La crise existentielle de la démocratie espagnole
Amère ironie de l'histoire, c'est juste avant le 40e anniversaire de l'adoption de la première constitution démocratique en Espagne, le 6 décembre, que le parti d'extrême droite enregistre son succès, peut-on lire dans El País :
«Le caractère antidémocratique de Vox est évident ; il promeut dans son programme la discrimination des immigrés, ainsi que la suppression des lois établissant l'égalité hommes-femmes et luttant contre les violences conjugales. ... Et pourtant, les formations de centre-droit lui ouvrent grand les portes, contribuant ce faisant à légitimer et à normaliser le parti. ... Mais le PP et Ciudadanos n'ont pas été les premiers à pactiser avec le national-populisme : le PSOE de Pedro Sánchez, qui n'a pas hésité à couvrir, normaliser et légitimer le sécessionnisme anticonstitutionnel catalan - en acceptant ses votes lors de la motion de censure - l'a fait avant eux. ... Et tout ceci se déroule la veille de la commémoration du 40e anniversaire de la Constitution ; un jubilé impossible à célébrer, la démocratie espagnole traversant une crise existentielle visiblement insoluble.»
Les carte rebattues en Espagne
Cinq partis courtisent désormais les électeurs en Espagne, constate Público :
«Le résultat de Vox en Andalousie a été une surprise pour les partis et les analystes.
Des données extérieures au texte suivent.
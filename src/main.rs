mod app;
mod auth;
mod background;
mod config;
mod db;
mod envelope;
mod error;
mod extract;
mod filters;
mod goals;
mod limiter;
mod mailer;
mod permissions;
mod quotes;
mod state;
mod study_sessions;
mod tokens;
mod users;
mod validator;

#[cfg(test)]
mod testing;

use crate::{config::AppConfig, state::AppState};

#[tokio::main]
async fn main() -> anyhow::Result<()> {
    dotenvy::dotenv().ok();

    let env_filter = std::env::var("RUST_LOG")
        .unwrap_or_else(|_| "studymate=debug,axum=info,tower_http=info".to_string());
    let json_logs = std::env::var("LOG_FORMAT")
        .map(|v| v == "json")
        .unwrap_or(false);

    if json_logs {
        tracing_subscriber::fmt()
            .with_env_filter(env_filter)
            .with_target(false)
            .json()
            .init();
    } else {
        tracing_subscriber::fmt().with_env_filter(env_filter).init();
    }

    let config = AppConfig::from_env()?;
    tracing::info!(env = %config.env, "starting study mate api");

    let state = AppState::init(config).await?;
    app::serve(state).await
}
#[async_trait]
impl UserRepository for MemoryStore {
    async fn insert(&self, user: &mut User) -> Result<(), DataError> {
        let mut t = self.tables();
        if t.email_taken(&user.email, 0) {
            return Err(DataError::DuplicateEmail);
        }
        user.id = t.next_id("users");
        user.version = 1;
        user.created_at = OffsetDateTime::now_utc();
        t.users.insert(user.id, stored(user));
        Ok(())
    }

    async fn get(&self, id: i64) -> Result<User, DataError> {
        self.tables()
            .users
            .get(&id)
            .cloned()
            .ok_or(DataError::RecordNotFound)
    }

    async fn get_by_email(&self, email: &str) -> Result<User, DataError> {
        self.tables()
            .users
            .values()
            .find(|u| u.email == email)
            .cloned()
            .ok_or(DataError::RecordNotFound)
    }

    async fn update(&self, user: &mut User) -> Result<(), DataError> {
        let mut t = self.tables();
        match t.users.get(&user.id) {
            Some(current) if current.version == user.version => {}
            _ => return Err(DataError::EditConflict),
        }
        if t.email_taken(&user.email, user.id) {
            return Err(DataError::DuplicateEmail);
        }
        user.version += 1;
        t.users.insert(user.id, stored(user));
        Ok(())
    }

    async fn activate(&self, user: &mut User) -> Result<(), DataError> {
        let mut t = self.tables();
        let current = match t.users.get_mut(&user.id) {
            Some(current) if current.version == user.version => current,
            _ => return Err(DataError::EditConflict),
        };
        current.activated = true;
        current.version += 1;
        user.activated = true;
        user.version = current.version;
        Ok(())
    }

    async fn update_password(&self, id: i64, password: &Password) -> Result<(), DataError> {
        let mut t = self.tables();
        let current = t.users.get_mut(&id).ok_or(DataError::RecordNotFound)?;
        current.password = Password::from_hash(password.hash().to_string());
        current.version += 1;
        Ok(())
    }

    async fn delete(&self, id: i64) -> Result<(), DataError> {
        let mut t = self.tables();
        t.users.remove(&id).ok_or(DataError::RecordNotFound)?;
        t.tokens.retain(|tok| tok.user_id != id);
        t.grants.remove(&id);
        t.quotes.retain(|_, q| q.user_id != id);
        t.goals.retain(|_, g| g.user_id != id);
        t.sessions.retain(|_, s| s.user_id != id);
        Ok(())
    }

    async fn get_all(
        &self,
        filter: &UserFilter,
        filters: &Filters<UserSort>,
    ) -> Result<(Vec<User>, Metadata), DataError> {
        self.listed();
        let rows: Vec<User> = self
            .tables()
            .users
            .values()
            .filter(|u| text_matches(&u.username, &filter.username))
            .filter(|u| filter.email.is_empty() || u.email == filter.email)
            .cloned()
            .collect();
        Ok(paginate(
            rows,
            filters,
            |a, b, sort| match sort {
                UserSort::Id => a.id.cmp(&b.id),
                UserSort::Username => a.username.cmp(&b.username),
                UserSort::Email => a.email.cmp(&b.email),
            },
            |u| u.id,
        ))
    }
}

#[async_trait]
impl TokenRepository for MemoryStore {
    async fn insert(&self, token: &Token) -> Result<(), DataError> {
        self.tables().tokens.push(StoredToken {
            hash: token.hash.clone(),
            user_id: token.user_id,
            expiry: token.expiry,
            scope: token.scope,
        });
        Ok(())
    }

    async fn user_for_token(&self, scope: Scope, plaintext: &str) -> Result<User, DataError> {
        let hash = hash_plaintext(plaintext);
        let now = OffsetDateTime::now_utc();
        let t = self.tables();
        t.tokens
            .iter()
            .find(|tok| tok.hash == hash && tok.scope == scope && tok.expiry > now)
            .and_then(|tok| t.users.get(&tok.user_id).cloned())
            .ok_or(DataError::RecordNotFound)
    }

    async fn delete_all_for_user(&self, scope: Scope, user_id: i64) -> Result<(), DataError> {
        self.tables()
            .tokens
            .retain(|tok| !(tok.scope == scope && tok.user_id == user_id));
        Ok(())
    }
}

#[async_trait]
impl PermissionRepository for MemoryStore {
    async fn get_all_for_user(&self, user_id: i64) -> Result<Permissions, DataError> {
        Ok(self.permission_codes(user_id).into_iter().collect())
    }

    async fn add_for_user(&self, user_id: i64, codes: &[&str]) -> Result<(), DataError> {
        let mut t = self.tables();
        let granted = t.grants.entry(user_id).or_default();
        for code in codes.iter().filter(|c| CATALOG.contains(c)) {
            granted.insert(code.to_string());
        }
        Ok(())
    }
}

#[async_trait]
impl QuoteRepository for MemoryStore {
    async fn insert(&self, quote: &mut Quote) -> Result<(), DataError> {
        let mut t = self.tables();
        quote.id = t.next_id("quotes");
        quote.created_at = OffsetDateTime::now_utc();
        t.quotes.insert(quote.id, quote.clone());
        Ok(())
    }

    async fn get(&self, id: i64) -> Result<Quote, DataError> {
        let t = self.tables();
        let mut quote = t.quotes.get(&id).cloned().ok_or(DataError::RecordNotFound)?;
        if let Some(author) = t.users.get(&quote.user_id) {
            quote.username = author.username.clone();
        }
        Ok(quote)
    }

    async fn update(&self, quote: &Quote) -> Result<(), DataError> {
        let mut t = self.tables();
        let current = t.quotes.get_mut(&quote.id).ok_or(DataError::RecordNotFound)?;
        current.content = quote.content.clone();
        Ok(())
    }

    async fn delete(&self, id: i64) -> Result<(), DataError> {
        self.tables()
            .quotes
            .remove(&id)
            .map(|_| ())
            .ok_or(DataError::RecordNotFound)
    }

    async fn get_all(
        &self,
        filter: &QuoteFilter,
        filters: &Filters<QuoteSort>,
    ) -> Result<(Vec<Quote>, Metadata), DataError> {
        self.listed();
        let rows: Vec<Quote> = self
            .tables()
            .quotes
            .values()
            .filter(|q| text_matches(&q.content, &filter.content))
            .cloned()
            .collect();
        Ok(paginate(
            rows,
            filters,
            |a, b, sort| match sort {
                QuoteSort::Id => a.id.cmp(&b.id),
                QuoteSort::UserId => a.user_id.cmp(&b.user_id),
                QuoteSort::Content => a.content.cmp(&b.content),
            },
            |q| q.id,
        ))
    }
}
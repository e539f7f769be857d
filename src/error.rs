use axum::{
    http::{header, HeaderValue, StatusCode},
    response::{IntoResponse, Response},
    Json,
};
use serde_json::json;
use tracing::{error, warn};

use crate::{
    db::DataError,
    validator::{FieldErrors, Validator},
};

/// Errors surfaced to HTTP clients.
#[derive(Debug, thiserror::Error)]
pub enum AppError {
    #[error("{0}")]
    BadRequest(String),
    #[error("failed validation")]
    FailedValidation(FieldErrors),
    #[error("the requested resource could not be found")]
    NotFound,
    #[error("the requested method is not supported for this resource")]
    MethodNotAllowed,
    #[error("you must be authenticated to access this resource")]
    AuthenticationRequired,
    #[error("invalid authentication credentials")]
    InvalidCredentials,
    #[error("invalid or missing authentication token")]
    InvalidAuthenticationToken,
    #[error("your user account must be activated to access this resource")]
    InactiveAccount,
    #[error("your user account doesn't have the necessary permissions to access this resource")]
    NotPermitted,
    #[error("unable to update the record due to an edit conflict, please try again")]
    EditConflict,
    #[error("rate limit exceeded")]
    RateLimitExceeded,
    #[error(transparent)]
    Internal(#[from] anyhow::Error),
}

impl AppError {
    pub fn status(&self) -> StatusCode {
        match self {
            AppError::BadRequest(_) => StatusCode::BAD_REQUEST,
            AppError::FailedValidation(_) => StatusCode::UNPROCESSABLE_ENTITY,
            AppError::NotFound => StatusCode::NOT_FOUND,
            AppError::MethodNotAllowed => StatusCode::METHOD_NOT_ALLOWED,
            AppError::AuthenticationRequired
            | AppError::InvalidCredentials
            | AppError::InvalidAuthenticationToken => StatusCode::UNAUTHORIZED,
            AppError::InactiveAccount | AppError::NotPermitted => StatusCode::FORBIDDEN,
            AppError::EditConflict => StatusCode::CONFLICT,
            AppError::RateLimitExceeded => StatusCode::TOO_MANY_REQUESTS,
            AppError::Internal(_) => StatusCode::INTERNAL_SERVER_ERROR,
        }
    }

    /// Single-field validation failure.
    pub fn field(key: &str, message: &str) -> Self {
        let mut v = Validator::new();
        v.add_error(key, message);
        v.into()
    }
}

impl From<Validator> for AppError {
    fn from(v: Validator) -> Self {
        AppError::FailedValidation(v.into_errors())
    }
}

impl From<DataError> for AppError {
    fn from(err: DataError) -> Self {
        match err {
            DataError::RecordNotFound => AppError::NotFound,
            DataError::EditConflict => AppError::EditConflict,
            other => AppError::Internal(other.into()),
        }
    }
}

impl IntoResponse for AppError {
    fn into_response(self) -> Response {
        let status = self.status();
        let body = match &self {
            AppError::FailedValidation(errors) => {
                warn!(?errors, "failed validation");
                json!({ "error": errors })
            }
            AppError::Internal(e) => {
                error!(error = ?e, "internal server error");
                json!({ "error": "the server encountered a problem and could not process your request" })
            }
            other => json!({ "error": other.to_string() }),
        };

        let mut response = (status, Json(body)).into_response();
        if matches!(self, AppError::InvalidAuthenticationToken) {
            response
                .headers_mut()
                .insert(header::WWW_AUTHENTICATE, HeaderValue::from_static("Bearer"));
        }
        response
    }
}
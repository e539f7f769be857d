use axum::{
    routing::{delete, get, patch, post, put},
    Router,
};

use crate::state::AppState;

mod dto;
pub mod handlers;
pub mod model;
pub mod password;
pub mod repo;
pub mod repo_types;

pub fn router() -> Router<AppState> {
    Router::new()
        .route("/users", post(handlers::register))
        .route("/users/activated", put(handlers::activate))
        .route("/users/accounts", get(handlers::list))
        .route("/users/update/:id", patch(handlers::update))
        .route("/users/update-password/:id", patch(handlers::update_password))
        .route("/users/delete/:id", delete(handlers::delete_user))
}
use serde::Serialize;
use sqlx::FromRow;
use time::OffsetDateTime;

use crate::{filters::SortKey, validator::Validator};

#[derive(Debug, Clone, Serialize, FromRow)]
pub struct StudySession {
    pub id: i64,
    pub user_id: i64,
    pub title: String,
    pub description: String,
    pub subject: String,
    #[serde(with = "time::serde::rfc3339")]
    pub start_time: OffsetDateTime,
    #[serde(with = "time::serde::rfc3339")]
    pub end_time: OffsetDateTime,
    pub is_completed: bool,
    #[serde(with = "time::serde::rfc3339")]
    pub created_at: OffsetDateTime,
}

pub fn validate_study_session(v: &mut Validator, s: &StudySession) {
    v.check(!s.title.is_empty(), "title", "must be provided");
    v.check(
        s.title.len() <= 100,
        "title",
        "must not be more than 100 bytes long",
    );
    v.check(s.user_id > 0, "user_id", "must be a valid user ID");
    v.check(
        s.end_time > s.start_time,
        "end_time",
        "must be after the start time",
    );
    v.check(
        s.description.len() <= 500,
        "description",
        "must not be more than 500 bytes long",
    );
    v.check(
        s.subject.len() <= 100,
        "subject",
        "must not be more than 100 bytes long",
    );
}

/// Ascending only.
#[derive(Debug, Clone, Copy, PartialEq, Eq)]
pub enum StudySessionSort {
    SessionId,
    Title,
    Subject,
    IsCompleted,
    CreatedAt,
}

impl SortKey for StudySessionSort {
    const SAFELIST: &'static [&'static str] =
        &["session_id", "title", "subject", "is_completed", "created_at"];
    const DEFAULT_SORT: &'static str = "created_at";
    const DEFAULT_PAGE_SIZE: i64 = 20;
    const PRIMARY: Self = Self::SessionId;

    fn from_key(key: &str) -> Option<Self> {
        match key {
            "session_id" => Some(Self::SessionId),
            "title" => Some(Self::Title),
            "subject" => Some(Self::Subject),
            "is_completed" => Some(Self::IsCompleted),
            "created_at" => Some(Self::CreatedAt),
            _ => None,
        }
    }

    fn column(self) -> &'static str {
        match self {
            Self::SessionId => "session_id",
            Self::Title => "title",
            Self::Subject => "subject",
            Self::IsCompleted => "is_completed",
            Self::CreatedAt => "created_at",
        }
    }
}

#[derive(Debug, Clone, Default)]
pub struct StudySessionFilter {
    pub title: String,
    pub subject: String,
    pub is_completed: Option<bool>,
}
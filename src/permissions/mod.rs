pub mod repo;

/// Codes granted on account activation, on top of `quotes:read` from
/// registration.
pub const ACTIVATED_PERMISSIONS: &[&str] = &[
    "quotes:write",
    "goals:read",
    "goals:write",
    "study_sessions:read",
    "study_sessions:write",
    "users:read",
    "users:write",
];

/// Flat set of permission codes held by one user.
#[derive(Debug, Clone, Default, PartialEq, Eq)]
pub struct Permissions(Vec<String>);

impl Permissions {
    pub fn include(&self, code: &str) -> bool {
        self.0.iter().any(|c| c == code)
    }

    pub fn codes(&self) -> &[String] {
        &self.0
    }
}

impl FromIterator<String> for Permissions {
    fn from_iter<I: IntoIterator<Item = String>>(codes: I) -> Self {
        Self(codes.into_iter().collect())
    }
}

/// A permission a route can demand through `auth::Permitted<P>`.
pub trait PermissionCode: Send + Sync + 'static {
    const CODE: &'static str;
}

macro_rules! permission_codes {
    ($($name:ident => $code:literal),* $(,)?) => {
        $(
            #[derive(Debug, Clone, Copy)]
            pub struct $name;

            impl PermissionCode for $name {
                const CODE: &'static str = $code;
            }
        )*
    };
}

permission_codes! {
    QuotesRead => "quotes:read",
    QuotesWrite => "quotes:write",
    GoalsRead => "goals:read",
    GoalsWrite => "goals:write",
    StudySessionsRead => "study_sessions:read",
    StudySessionsWrite => "study_sessions:write",
    UsersRead => "users:read",
    UsersWrite => "users:write",
}
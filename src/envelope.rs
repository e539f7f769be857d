use anyhow::Context;
use axum::{
    http::{header, HeaderValue, StatusCode},
    response::{IntoResponse, Response},
    Json,
};
use serde::Serialize;
use serde_json::{Map, Value};

use crate::error::AppError;

/// Top-level JSON object of every successful response, keyed by resource
/// name (`{"goal": {...}}`) or `message`.
#[derive(Debug, Clone)]
pub struct Envelope {
    status: StatusCode,
    location: Option<String>,
    body: Map<String, Value>,
}

impl Envelope {
    pub fn new(status: StatusCode) -> Self {
        Self {
            status,
            location: None,
            body: Map::new(),
        }
    }

    pub fn ok() -> Self {
        Self::new(StatusCode::OK)
    }

    /// 201 with a `Location` header.
    pub fn created(location: impl Into<String>) -> Self {
        Self::new(StatusCode::CREATED).location(location)
    }

    pub fn location(mut self, location: impl Into<String>) -> Self {
        self.location = Some(location.into());
        self
    }

    pub fn with<T: Serialize + ?Sized>(mut self, key: &str, value: &T) -> Result<Self, AppError> {
        let value = serde_json::to_value(value)
            .with_context(|| format!("serialize `{key}` response field"))?;
        self.body.insert(key.to_string(), value);
        Ok(self)
    }

    pub fn message(message: &str) -> Self {
        let mut envelope = Self::ok();
        envelope
            .body
            .insert("message".into(), Value::String(message.to_string()));
        envelope
    }
}

impl IntoResponse for Envelope {
    fn into_response(self) -> Response {
        let mut response = (self.status, Json(Value::Object(self.body))).into_response();
        if let Some(location) = self.location {
            if let Ok(value) = HeaderValue::try_from(location) {
                response.headers_mut().insert(header::LOCATION, value);
            }
        }
        response
    }
}
//! Statement GUIDs

use std::fmt;

use serde::{Deserialize, Serialize};
use uuid::Uuid;

use super::ids::EntityId;
use crate::{Error, Result};

/// Globally unique statement identifier: `<entity ID>$<UUID>`
#[derive(Debug, Clone, PartialEq, Eq, Hash, Serialize, Deserialize)]
#[serde(try_from = "String", into = "String")]
pub struct Guid(String);

impl Guid {
    pub fn new(entity_id: &EntityId, uuid: Uuid) -> Self {
        Self(format!(
            "{}${}",
            entity_id,
            uuid.hyphenated().to_string().to_uppercase()
        ))
    }

    pub fn parse(input: &str) -> Result<Self> {
        match input.split_once('$') {
            Some((entity, rest)) if !entity.is_empty() && !rest.is_empty() => {
                Ok(Self(input.to_string()))
            }
            _ => Err(Error::InvalidId(format!("not a statement GUID: {:?}", input))),
        }
    }

    pub fn as_str(&self) -> &str {
        &self.0
    }

    /// Entity part of the GUID (before the `$`)
    pub fn entity_part(&self) -> &str {
        self.0.split_once('$').map(|(entity, _)| entity).unwrap_or("")
    }
}

impl fmt::Display for Guid {
    fn fmt(&self, f: &mut fmt::Formatter<'_>) -> fmt::Result {
        f.write_str(&self.0)
    }
}

impl TryFrom<String> for Guid {
    type Error = Error;

    fn try_from(value: String) -> Result<Self> {
        Guid::parse(&value)
    }
}

impl From<Guid> for String {
    fn from(value: Guid) -> Self {
        value.0
    }
}

/// GUID of the `counter`-th statement created on `entity_id` within one batch run
///
/// Deterministic for a given run namespace; distinct namespaces (one per run)
/// keep GUIDs unique across runs.
pub fn statement_guid(run_namespace: &Uuid, entity_id: &EntityId, counter: u64) -> Guid {
    let name = format!("{}#{}", entity_id, counter);
    Guid::new(entity_id, Uuid::new_v5(run_namespace, name.as_bytes()))
}

/// Hands out GUIDs for one entity, advancing a counter owned by the batch run
pub struct GuidSequence<'a> {
    run_namespace: Uuid,
    entity_id: &'a EntityId,
    counter: &'a mut u64,
}

impl<'a> GuidSequence<'a> {
    pub fn new(run_namespace: Uuid, entity_id: &'a EntityId, counter: &'a mut u64) -> Self {
        Self {
            run_namespace,
            entity_id,
            counter,
        }
    }

    pub fn next_guid(&mut self) -> Guid {
        let guid = statement_guid(&self.run_namespace, self.entity_id, *self.counter);
        *self.counter += 1;
        guid
    }
}

#[cfg(test)]
mod tests {
    use super::*;

    #[test]
    fn test_guid_is_deterministic() {
        let ns = Uuid::new_v4();
        let entity = EntityId::for_page(42);
        assert_eq!(statement_guid(&ns, &entity, 0), statement_guid(&ns, &entity, 0));
        assert_ne!(statement_guid(&ns, &entity, 0), statement_guid(&ns, &entity, 1));
    }

    #[test]
    fn test_guid_scoped_to_entity_and_run() {
        let ns = Uuid::new_v4();
        let a = statement_guid(&ns, &EntityId::for_page(1), 0);
        let b = statement_guid(&ns, &EntityId::for_page(2), 0);
        let c = statement_guid(&Uuid::new_v4(), &EntityId::for_page(1), 0);

        assert_ne!(a, b);
        assert_ne!(a, c);
        assert_eq!(a.entity_part(), "M1");
        assert!(a.as_str().starts_with("M1$"));
    }

    #[test]
    fn test_sequence_never_reuses_counter() {
        let ns = Uuid::new_v4();
        let entity = EntityId::for_page(7);
        let mut counter = 0;

        let first = GuidSequence::new(ns, &entity, &mut counter).next_guid();
        let second = GuidSequence::new(ns, &entity, &mut counter).next_guid();

        assert_ne!(first, second);
        assert_eq!(counter, 2);
    }

    #[test]
    fn test_parse_rejects_missing_separator() {
        assert!(Guid::parse("M1$ABC").is_ok());
        assert!(Guid::parse("M1ABC").is_err());
        assert!(Guid::parse("$ABC").is_err());
    }
}
//! Snaks: a property paired with a value (or the explicit absence of one)

use std::fmt;

use serde::{Deserialize, Serialize};

use super::ids::{EntityId, PropertyId};
use super::wire::SnakJson;

/// Value carried by a value snak
///
/// Entity references and plain strings are modelled explicitly; every other
/// data value type (time, quantity, coordinates, ...) is carried through as
/// its raw JSON so it compares structurally and round-trips unchanged.
#[derive(Debug, Clone, PartialEq, Eq)]
pub enum DataValue {
    /// Reference to another entity (`wikibase-entityid`), e.g. `Q146`
    EntityId(String),
    /// Plain string value (`string`)
    String(String),
    /// Any other data value type
    Other {
        value_type: String,
        value: serde_json::Value,
    },
}

impl DataValue {
    pub fn item(id: impl Into<String>) -> Self {
        DataValue::EntityId(id.into())
    }

    pub fn entity(id: &EntityId) -> Self {
        DataValue::EntityId(id.to_string())
    }

    /// Wikibase data value type name
    pub fn value_type(&self) -> &str {
        match self {
            DataValue::EntityId(_) => "wikibase-entityid",
            DataValue::String(_) => "string",
            DataValue::Other { value_type, .. } => value_type,
        }
    }
}

impl fmt::Display for DataValue {
    fn fmt(&self, f: &mut fmt::Formatter<'_>) -> fmt::Result {
        match self {
            DataValue::EntityId(id) => f.write_str(id),
            DataValue::String(s) => write!(f, "{:?}", s),
            DataValue::Other { value_type, value } => write!(f, "{}:{}", value_type, value),
        }
    }
}

/// Value part of a snak
#[derive(Debug, Clone, PartialEq, Eq)]
pub enum SnakValue {
    Value(DataValue),
    NoValue,
    /// "Unknown value" snaks only appear in existing data and are passed through untouched
    SomeValue,
}

/// A property/value pair, used both as a statement's main snak and as a qualifier
///
/// Equality is structural: property plus value. Snak hashes and datatype
/// annotations delivered by the API are not part of the model.
#[derive(Debug, Clone, PartialEq, Eq, Serialize, Deserialize)]
#[serde(try_from = "SnakJson", into = "SnakJson")]
pub struct Snak {
    pub property: PropertyId,
    pub value: SnakValue,
}

impl Snak {
    pub fn value(property: PropertyId, value: DataValue) -> Self {
        Self {
            property,
            value: SnakValue::Value(value),
        }
    }

    pub fn no_value(property: PropertyId) -> Self {
        Self {
            property,
            value: SnakValue::NoValue,
        }
    }

    /// Value snak referencing an item, e.g. `P180: Q146`
    pub fn item(property: PropertyId, item_id: impl Into<String>) -> Self {
        Self::value(property, DataValue::item(item_id))
    }

    pub fn string(property: PropertyId, value: impl Into<String>) -> Self {
        Self::value(property, DataValue::String(value.into()))
    }
}

impl fmt::Display for Snak {
    fn fmt(&self, f: &mut fmt::Formatter<'_>) -> fmt::Result {
        match &self.value {
            SnakValue::Value(value) => write!(f, "{}: {}", self.property, value),
            SnakValue::NoValue => write!(f, "{}: <no value>", self.property),
            SnakValue::SomeValue => write!(f, "{}: <unknown value>", self.property),
        }
    }
}

#[cfg(test)]
mod tests {
    use super::*;

    fn p(id: &str) -> PropertyId {
        PropertyId::parse(id).unwrap()
    }

    #[test]
    fn test_structural_equality() {
        assert_eq!(Snak::item(p("P1"), "Q10"), Snak::item(p("P1"), "Q10"));
        assert_ne!(Snak::item(p("P1"), "Q10"), Snak::item(p("P1"), "Q11"));
        assert_ne!(Snak::item(p("P1"), "Q10"), Snak::item(p("P2"), "Q10"));
        assert_ne!(Snak::item(p("P1"), "Q10"), Snak::no_value(p("P1")));
        assert_ne!(Snak::item(p("P1"), "Q10"), Snak::string(p("P1"), "Q10"));
    }

    #[test]
    fn test_display() {
        assert_eq!(Snak::item(p("P1"), "Q10").to_string(), "P1: Q10");
        assert_eq!(Snak::no_value(p("P3")).to_string(), "P3: <no value>");
        assert_eq!(Snak::string(p("P2"), "x").to_string(), "P2: \"x\"");
    }
}
//! Common error types for AC/DC

use thiserror::Error;

/// Common result type for AC/DC operations
pub type Result<T> = std::result::Result<T, Error>;

/// Common error types shared by the AC/DC crates
#[derive(Error, Debug)]
pub enum Error {
    /// I/O operation error (wraps std::io::Error)
    #[error("IO error: {0}")]
    Io(#[from] std::io::Error),

    /// JSON (de)serialization error
    #[error("JSON error: {0}")]
    Json(#[from] serde_json::Error),

    /// Configuration loading or validation error
    #[error("Configuration error: {0}")]
    Config(String),

    /// Malformed entity, property or statement identifier
    #[error("Invalid identifier: {0}")]
    InvalidId(String),

    /// Invalid user input (plan files, statement syntax)
    #[error("Invalid input: {0}")]
    InvalidInput(String),
}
Si les sondages avaient prédit l'entrée de l'extrême droite au parlement andalou, personne ne s'attendait à ce qu'elle dépasse la barre symbolique des dix pour cent et à ce qu'elle bouleverse le paysage politique espagnol. Ce sont cinq partis désormais qui courtiseront les électeurs. ... Les règles du jeu ont changé. De la même manière qu'elle avait entraîné l'avènement de Podemos à l'extrême gauche, la crise des partis politiques génère aujourd'hui un tout autre populisme, à l'extrême droite. Les répercussions de ce scrutin régional n'affectent pas seulement l'Andalousie ; elles se feront également ressentir en Espagne et en Europe - aux élections de mai prochain.»
Ca y est, l'Espagne a son parti d'extrême droite
Le succès du parti d'extrême droite Vox en Andalousie n'est qu'un début, assure El País :
«Ce scrutin a montré l'essor plus que significatif du vote conservateur, qui aura des conséquences pour toute l'Espagne. L'Andalousie, et par conséquent l'Espagne, ne font plus figure d'exception en Europe. Un parti d'extrême droite au profil encore diffus accède aux institutions espagnoles. S'il reprend à son compte un nationalisme espagnol plus radical, il s'inscrit aussi dans le contexte européen et l'essor de partis comme le RN de Marine Le Pen - qui a aussitôt félicité son leader-, la Ligue de Matteo Salvini en Italie ou l'AfD en Allemagne. Vox n'est pas un parti andalou ; il nourrit des ambitions étatiques et son entrée au parlement autonome d'Andalousie conditionnera une année marquée par de multiples élections - municipales, régionales, européennes, et peut-être aussi, législatives.»
La trahison des conservateurs
Eldiario.es déplore que le parti conservateur (PP) envisage de conclure une coalition avec Vox :
«Il est désormais clair que le PP voit en l'extrême droite un partenaire de coalition idéal pour remporter les prochaines législatives. ... Foin du 'cordon sanitaire', foin de la défense des principes fondamentaux de la démocratie libérale, foin de la volonté d'endiguer ce que l'on nomme les 'populismes d'extrême droite' ! Les préceptes fixés par les cadres conservateurs de pays comme l'Allemagne et la France sont jetés par dessus bord. ... [Le chef de file du PP] Pablo Casado a opté pour la voie de l'Autriche, où la droite conservatrice gouverne de concert avec le FPÖ d'extrême droite, un parti fondé par un nazi qui était membre des SS.»